The two cameramen stood motionless and frustrated. They were in a bad spot. They had no shot.
Inside the Lakers’ brand-new training facility in El Segundo, California, Lonzo Ball was on set being interviewed by James Worthy and Mike Bresnahan of the team’s local broadcast. The zone around the set had been sectioned off. No one was allowed to enter or be near the network cameras.
“Should we go to the other side?” one asked the other.
“We might be able to shoot it from there. … No, he’s going to be blocked by Worthy,” the other responded.
Fifteen other Lakers players were roaming the facility at media day, all free to be filmed, free to be interviewed. But they weren’t Lonzo Ball. Even a bad shot of Lonzo was better than no shot of Lonzo.

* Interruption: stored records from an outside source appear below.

fn spawn_debug_overlay(
    mut commands: Commands,
    keybind_overlay: Res<KeybindOverlayState>,
    config: Option<Res<GameConfig>>,
    existing_overlay: Query<Entity, With<DebugOverlayText>>,
) {
    if !existing_overlay.is_empty() {
        return;
    }

    let Some(config) = config else {
        return;
    };

    if !config.game.app.debug_overlay {
        return;
    }

    commands.spawn((
        DebugOverlayText,
        Text::new("debug overlay initializing..."),
        TextFont {
            font_size: 16.0,
            ..default()
        },
        TextColor(Color::srgb(0.08, 0.10, 0.12)),
        Node {
            position_type: PositionType::Absolute,
            left: Val::Px(12.0),
            top: Val::Px(12.0),
            ..default()
        },
        ZIndex(100),
    ));

    commands.spawn((
        KeybindOverlayText,
        Text::new(keybind_overlay_text()),
        TextFont {
            font_size: 15.0,
            ..default()
        },
        TextColor(Color::srgb(0.90, 0.94, 0.97)),
        BackgroundColor(Color::srgba(0.06, 0.08, 0.10, 0.82)),
        BorderColor::all(Color::srgba(0.60, 0.68, 0.74, 0.9)),
        Node {
            position_type: PositionType::Absolute,
            left: Val::Px(12.0),
            top: Val::Px(190.0),
            padding: UiRect::axes(Val::Px(10.0), Val::Px(8.0)),
            border: UiRect::all(Val::Px(1.0)),
            ..default()
        },
        if keybind_overlay.visible {
            Visibility::Inherited
        } else {
            Visibility::Hidden
        },
        ZIndex(100),
    ));
}

fn update_debug_overlay_text(
    diagnostics: Res<DiagnosticsStore>,
    telemetry: Res<VehicleTelemetry>,
    input_state: Res<VehicleInputState>,
    sim: Res<VehicleSim>,
    mut overlay_query: Query<&mut Text, With<DebugOverlayText>>,
) {
    let Ok(mut text) = overlay_query.single_mut() else {
        return;
    };

    let fps = diagnostics
        .get(&FrameTimeDiagnosticsPlugin::FPS)
        .and_then(|value| value.smoothed())
        .unwrap_or(0.0);
    let yes_no = |flag: bool| if flag { "yes" } else { "no" };

    *text = Text::new(format!(
        "FPS: {fps:>5.1}\nDistance: {distance:>7.1}px | X: {x:>7.1}px\nSpeed: {speed:>6.1} px/s (max {max_speed:>6.1})\nAngle: {angle:>6.1} deg (wheels {wheel_angle:>6.1})\nInput: left={left} right={right}\nGrounded: back={back} front={front}\nStretch: back={back_stretch:>5.1} front={front_stretch:>5.1}\nAirtime: {air_cur:>4.2}s (best {air_best:>4.2}) | Landings: {landings} (last {impact:>5.0} px/s)\nHotkeys: H help | G gizmos | V tuning | F5 reload | F9 snapshot",
        distance = telemetry.distance_px,
        x = sim.car.body.position.x,
        speed = telemetry.speed_px_s,
        max_speed = telemetry.max_speed_px_s,
        angle = telemetry.body_angle_deg,
        wheel_angle = sim.car.wheel_line_angle(),
        left = yes_no(input_state.steer.left),
        right = yes_no(input_state.steer.right),
        back = yes_no(telemetry.back_grounded),
        front = yes_no(telemetry.front_grounded),
        back_stretch = telemetry.back_stretch_px,
        front_stretch = telemetry.front_stretch_px,
        air_cur = telemetry.airtime_current_s,
        air_best = telemetry.airtime_best_s,
        landings = telemetry.landing_count,
        impact = telemetry.last_landing_speed_px_s,
    ));
}

fn toggle_keybind_overlay(
    keyboard: Res<ButtonInput<KeyCode>>,
    mut state: ResMut<KeybindOverlayState>,
    config: Option<Res<GameConfig>>,
) {
    let Some(config) = config else {
        return;
    };

    if !config.game.app.debug_overlay {
        return;
    }

    if keyboard.just_pressed(KeyCode::KeyH) {
        state.visible = !state.visible;
        info!(
            "Debug keybind panel {}.",
            if state.visible { "shown" } else { "hidden" }
        );
    }
}

fn sync_keybind_overlay_visibility(
    state: Res<KeybindOverlayState>,
    mut query: Query<&mut Visibility, With<KeybindOverlayText>>,
) {
    if !state.is_changed() {
        return;
    }

    let next_visibility = if state.visible {
        Visibility::Inherited
    } else {
        Visibility::Hidden
    };

    for mut visibility in &mut query {
        *visibility = next_visibility;
    }
}

fn toggle_debug_gizmos(keyboard: Res<ButtonInput<KeyCode>>, mut state: ResMut<DebugGizmoState>) {
    if keyboard.just_pressed(KeyCode::KeyG) {
        state.visible = !state.visible;
        info!(
            "Suspension gizmos {}.",
            if state.visible { "shown" } else { "hidden" }
        );
    }
}
// Batch corpus driver: writes query/candidate groups and the manifest.
//
// File naming is load-bearing for downstream consumers and must not
// change:
//   synthetic-bivariate_qid={qid}.csv
//   synthetic-bivariate_qid={qid}_cid={cid}.csv
// Query tables carry columns K,Q; candidates carry K,C. The manifest
// records the drawn parameters of every candidate so benchmarks get
// ground-truth labels without re-deriving them from candidate order.

use std::fs;
use std::path::{Path, PathBuf};

use anyhow::{Context, Result};
use chrono::{DateTime, Utc};
use indicatif::{ProgressBar, ProgressStyle};
use rand::rngs::StdRng;
use rand::SeedableRng;
use serde::{Deserialize, Serialize};
use tracing::info;

use super::{generate_queries_and_candidates, CandidateTable, QueryTable};

/// Name of the ground-truth manifest written next to the corpus files.
pub const MANIFEST_FILENAME: &str = "synthetic-bivariate_manifest.json";

/// Corpus-level generation parameters.
pub struct CorpusParams {
    /// Independent query/candidate groups to generate
    pub n_queries: usize,
    /// Correlated candidates per group
    pub n_corr: usize,
    /// Uncorrelated candidates per group
    pub n_uncorr: usize,
    /// Rows per table
    pub nrows: usize,
    /// Fixed seed for the value-column RNG; None for an OS-seeded run.
    /// Keys are always fresh identifiers and are not affected.
    pub seed: Option<u64>,
}

impl Default for CorpusParams {
    fn default() -> Self {
        Self {
            n_queries: 1000,
            n_corr: 100,
            n_uncorr: 400,
            nrows: 10000,
            seed: None,
        }
    }
}

/// Ground-truth record for one generated candidate.
#[derive(Debug, Serialize, Deserialize)]
pub struct ManifestCandidate {
    pub qid: usize,
    pub cid: usize,
    /// Drawn target correlation; absent for uncorrelated candidates
    pub rho: Option<f64>,
    /// Drawn target Jaccard containment
    pub jc: f64,
    /// Exact number of query keys this candidate reuses
    pub n_joinable_rows: usize,
}

/// The corpus manifest, serialized as JSON after all tables are written.
#[derive(Debug, Serialize, Deserialize)]
pub struct CorpusManifest {
    pub created_at: DateTime<Utc>,
    pub n_queries: usize,
    pub n_corr: usize,
    pub n_uncorr: usize,
    pub nrows: usize,
    pub seed: Option<u64>,
    pub candidates: Vec<ManifestCandidate>,
}

/// Summary of one generation run.
pub struct CorpusSummary {
    pub files_written: usize,
    pub manifest_path: PathBuf,
}

fn write_query(dir: &Path, qid: usize, query: &QueryTable) -> Result<PathBuf> {
    let path = dir.join(format!("synthetic-bivariate_qid={qid}.csv"));
    let mut writer =
        csv::Writer::from_path(&path).with_context(|| format!("creating {}", path.display()))?;
    writer.write_record(["K", "Q"])?;
    for (key, value) in query.keys.iter().zip(query.q.iter()) {
        let value = value.to_string();
        writer.write_record([key.as_str(), value.as_str()])?;
    }
    writer.flush()?;
    Ok(path)
}

fn write_candidate(dir: &Path, qid: usize, cid: usize, candidate: &CandidateTable) -> Result<PathBuf> {
    let path = dir.join(format!("synthetic-bivariate_qid={qid}_cid={cid}.csv"));
    let mut writer =
        csv::Writer::from_path(&path).with_context(|| format!("creating {}", path.display()))?;
    writer.write_record(["K", "C"])?;
    for (key, value) in candidate.keys.iter().zip(candidate.c.iter()) {
        let value = value.to_string();
        writer.write_record([key.as_str(), value.as_str()])?;
    }
    writer.flush()?;
    Ok(path)
}

/// Generate the full corpus under `basepath`, creating the directory if
/// needed. Returns how many table files were written and where the
/// manifest landed.
pub fn create_files(basepath: &Path, params: &CorpusParams) -> Result<CorpusSummary> {
    fs::create_dir_all(basepath)
        .with_context(|| format!("creating {}", basepath.display()))?;

    let mut rng = match params.seed {
        Some(seed) => StdRng::seed_from_u64(seed),
        None => StdRng::from_os_rng(),
    };

    let per_group = 1 + params.n_corr + params.n_uncorr;
    let total = params.n_queries * per_group;

    info!(
        n_queries = params.n_queries,
        n_corr = params.n_corr,
        n_uncorr = params.n_uncorr,
        nrows = params.nrows,
        "generating synthetic corpus"
    );

    let pb = ProgressBar::new(total as u64);
    pb.set_style(
        ProgressStyle::default_bar()
            .template("  Writing [{bar:30}] {pos}/{len} ({eta})")
            .unwrap(),
    );

    let mut manifest = CorpusManifest {
        created_at: Utc::now(),
        n_queries: params.n_queries,
        n_corr: params.n_corr,
        n_uncorr: params.n_uncorr,
        nrows: params.nrows,
        seed: params.seed,
        candidates: Vec::with_capacity(params.n_queries * (params.n_corr + params.n_uncorr)),
    };

    let mut files_written = 0;
    for qid in 0..params.n_queries {
        let (query, candidates) =
            generate_queries_and_candidates(params.nrows, params.n_corr, params.n_uncorr, &mut rng);

        write_query(basepath, qid, &query)?;
        files_written += 1;
        pb.inc(1);

        for (cid, (spec, candidate)) in candidates.iter().enumerate() {
            write_candidate(basepath, qid, cid, candidate)?;
            manifest.candidates.push(ManifestCandidate {
                qid,
                cid,
                rho: spec.rho,
                jc: spec.jc,
                n_joinable_rows: spec.n_joinable_rows(params.nrows),
            });
            files_written += 1;
            pb.inc(1);
        }
    }
    pb.finish_and_clear();

    let manifest_path = basepath.join(MANIFEST_FILENAME);
    let json = serde_json::to_string_pretty(&manifest)?;
    fs::write(&manifest_path, json)
        .with_context(|| format!("writing {}", manifest_path.display()))?;

    info!(files = files_written, "corpus written");
    Ok(CorpusSummary {
        files_written,
        manifest_path,
    })
}
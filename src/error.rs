use std::path::PathBuf;

use thiserror::Error;

/// Errors raised by the screening and shrinking stages.
///
/// Both stages are batch operations: every error here is fatal to the
/// current run. There is no retry policy.
#[derive(Error, Debug)]
pub enum SiftError {
    #[error("Folder not found: {0}")]
    FolderNotFound(PathBuf),

    #[error("malformed table {path}: {source}")]
    MalformedTable {
        path: PathBuf,
        #[source]
        source: csv::Error,
    },

    #[error("column '{column}' not found in {path}")]
    MissingColumn { path: PathBuf, column: String },
}
// Integration tests for the corpus batch driver.
//
// Generates a small corpus into a temp directory and checks the file
// naming contract, the CSV shape, and the ground-truth manifest.

use std::collections::HashSet;
use std::fs;

use tablesift::synth::corpus::{create_files, CorpusManifest, CorpusParams, MANIFEST_FILENAME};

fn small_params() -> CorpusParams {
    CorpusParams {
        n_queries: 2,
        n_corr: 1,
        n_uncorr: 2,
        nrows: 30,
        seed: Some(7),
    }
}

fn read_keys(path: &std::path::Path) -> Vec<String> {
    let mut reader = csv::Reader::from_path(path).unwrap();
    reader
        .records()
        .map(|r| r.unwrap()[0].to_string())
        .collect()
}

#[test]
fn corpus_files_follow_the_naming_contract() {
    let dir = tempfile::tempdir().unwrap();
    let summary = create_files(dir.path(), &small_params()).unwrap();

    // 2 query tables + 2 groups of 3 candidates
    assert_eq!(summary.files_written, 8);

    for qid in 0..2 {
        assert!(dir
            .path()
            .join(format!("synthetic-bivariate_qid={qid}.csv"))
            .exists());
        for cid in 0..3 {
            assert!(dir
                .path()
                .join(format!("synthetic-bivariate_qid={qid}_cid={cid}.csv"))
                .exists());
        }
    }
}

#[test]
fn query_table_has_expected_shape() {
    let dir = tempfile::tempdir().unwrap();
    create_files(dir.path(), &small_params()).unwrap();

    let path = dir.path().join("synthetic-bivariate_qid=0.csv");
    let mut reader = csv::Reader::from_path(&path).unwrap();
    assert_eq!(
        reader.headers().unwrap().iter().collect::<Vec<_>>(),
        vec!["K", "Q"]
    );

    let records: Vec<csv::StringRecord> = reader.records().map(|r| r.unwrap()).collect();
    assert_eq!(records.len(), 30);
    for record in &records {
        assert_eq!(record[0].len(), 32);
        record[1].parse::<f64>().unwrap();
    }
}

#[test]
fn manifest_records_every_candidate() {
    let dir = tempfile::tempdir().unwrap();
    let summary = create_files(dir.path(), &small_params()).unwrap();

    assert_eq!(summary.manifest_path, dir.path().join(MANIFEST_FILENAME));
    let json = fs::read_to_string(&summary.manifest_path).unwrap();
    let manifest: CorpusManifest = serde_json::from_str(&json).unwrap();

    assert_eq!(manifest.n_queries, 2);
    assert_eq!(manifest.nrows, 30);
    assert_eq!(manifest.seed, Some(7));
    assert_eq!(manifest.candidates.len(), 6);

    for entry in &manifest.candidates {
        assert!((0.1..1.0).contains(&entry.jc));
        assert_eq!(entry.n_joinable_rows, (entry.jc * 30.0) as usize);
        match entry.cid {
            0 => assert!(entry.rho.is_some(), "cid 0 should be correlated"),
            _ => assert!(entry.rho.is_none(), "cid {} should be uncorrelated", entry.cid),
        }
    }
}

#[test]
fn candidate_key_overlap_matches_the_manifest() {
    let dir = tempfile::tempdir().unwrap();
    let summary = create_files(dir.path(), &small_params()).unwrap();

    let json = fs::read_to_string(&summary.manifest_path).unwrap();
    let manifest: CorpusManifest = serde_json::from_str(&json).unwrap();

    let query_keys: HashSet<String> = read_keys(&dir.path().join("synthetic-bivariate_qid=0.csv"))
        .into_iter()
        .collect();

    for entry in manifest.candidates.iter().filter(|e| e.qid == 0) {
        let candidate_keys = read_keys(&dir.path().join(format!(
            "synthetic-bivariate_qid=0_cid={}.csv",
            entry.cid
        )));
        let overlap = candidate_keys
            .iter()
            .filter(|k| query_keys.contains(*k))
            .count();
        assert_eq!(
            overlap, entry.n_joinable_rows,
            "cid {} overlap mismatch",
            entry.cid
        );
    }
}

#[test]
fn output_directory_is_created_if_missing() {
    let dir = tempfile::tempdir().unwrap();
    let nested = dir.path().join("corpus").join("run-1");

    let params = CorpusParams {
        n_queries: 1,
        n_corr: 0,
        n_uncorr: 1,
        nrows: 5,
        seed: Some(1),
    };
    let summary = create_files(&nested, &params).unwrap();

    assert_eq!(summary.files_written, 2);
    assert!(nested.join("synthetic-bivariate_qid=0.csv").exists());
}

If it wasn’t clear before, media day in Lakerland was a clear reminder: The Lakers are Lonzo’s team now.
“Join along for the ride. This is Lakers basketball in ESPN LA 710.”
As part of the tediousness of media day, Ball, his hair reaching heights previously unseen and his face unshaven, stood with a mic in his hand, stumbling through radio promos.
“Wait, is it ‘in’ or ‘on’ ESPN LA 710?” he asked the producer.
A few more times and he got it right.
Minutes later, Ball waited as the radio station was in commercial before coming back live. The hosts, Steve Mason and John Ireland, were pleading with their producer on the phone. “Tell him these ads can wait. He can dump out of these ads. Tell him we’ve got the Lonzo Ball here,” Mason half-joked.
The radio hosts weren’t the only ones clearing the way for the Lakers’ prized rookie. Everywhere he and his new ZO2 Prime Big Baller Brand shoes stepped, everyone else’s feet seemed to as well. When Ball made his way to the photo shoot area, even teammate Thomas Bryant quickly sauntered over with his iPhone ready to take a Snapchat.
“Work it Lonzo, work it,” Bryant called out. “Show those teeth!”
Even as teammates, coaches, and team president Magic Johnson attempted to deflect the focus and attention back to the team, it would always find its way back to Lonzo. If it wasn’t about Lonzo hype, it was about his shoes. If it wasn’t his shoes, it was his dad and his family. There were questions about his reality show and, believe it or not, questions about his basketball skills.
“We’ve even changed our style just a little bit,” Lakers coach Luke Walton said, “because the point guard we have likes to push the ball a lot.”
In his introductory press conference, GM Rob Pelinka stayed on brand and said they are trying to teach Ball about being a Laker through stories. From Magic to Kobe, Pelinka said the Lakers have plenty of stories to tell about what it takes to be not just good, but great.
“He doesn’t like to bring attention to himself,” Pelinka said. “Lonzo strikes me as a person that’s not really affected by some of the huge expectations.”
At UCLA, Ball never appeared burdened by pressure or expectations thrown at him. Monday was no different. Oratory bumps here and there during the promo reads were the only things he didn't do in a flawless, relaxing manner. With a hearty chuckle and unflinching candor, he stood in front of blinding floodlights and locked in eyes all day answering questions and posing for photos.
Ball, without ever having played a regular-season NBA game, easily filled the role as the face of one of sports’ most prominent franchises. A franchise that, judging by its Wi-Fi password—“champs16x”—will not be satisfied until banner no. 17 is raised.
“If I wasn’t a basketball player, I’d be a rapper. What kind of rapper? A good rapper.”
Even though he was comfortable throughout Monday’s media day, there was a clear demarcation between basketball-mode Lonzo and Lonzo, the personality. The basketball questions elicited cookie-cutter answers. When the questions deviated toward life beyond the court, the real Lonzo emerged.
“What am I scared of? I don’t know, bugs?”
“My game-day attire? I haven’t even thought about that yet, but it’ll probably be fresh.”
Everyone wanted to know everything about Lonzo. Between his reality show, the questions he will be flooded with after every game, and the TV interviews he’ll have to give, this is his new reality. Monday was only the beginning.
“Everyone’s following his every move,” forward Julius Randle said, “but honestly, Zo is just being Zo.”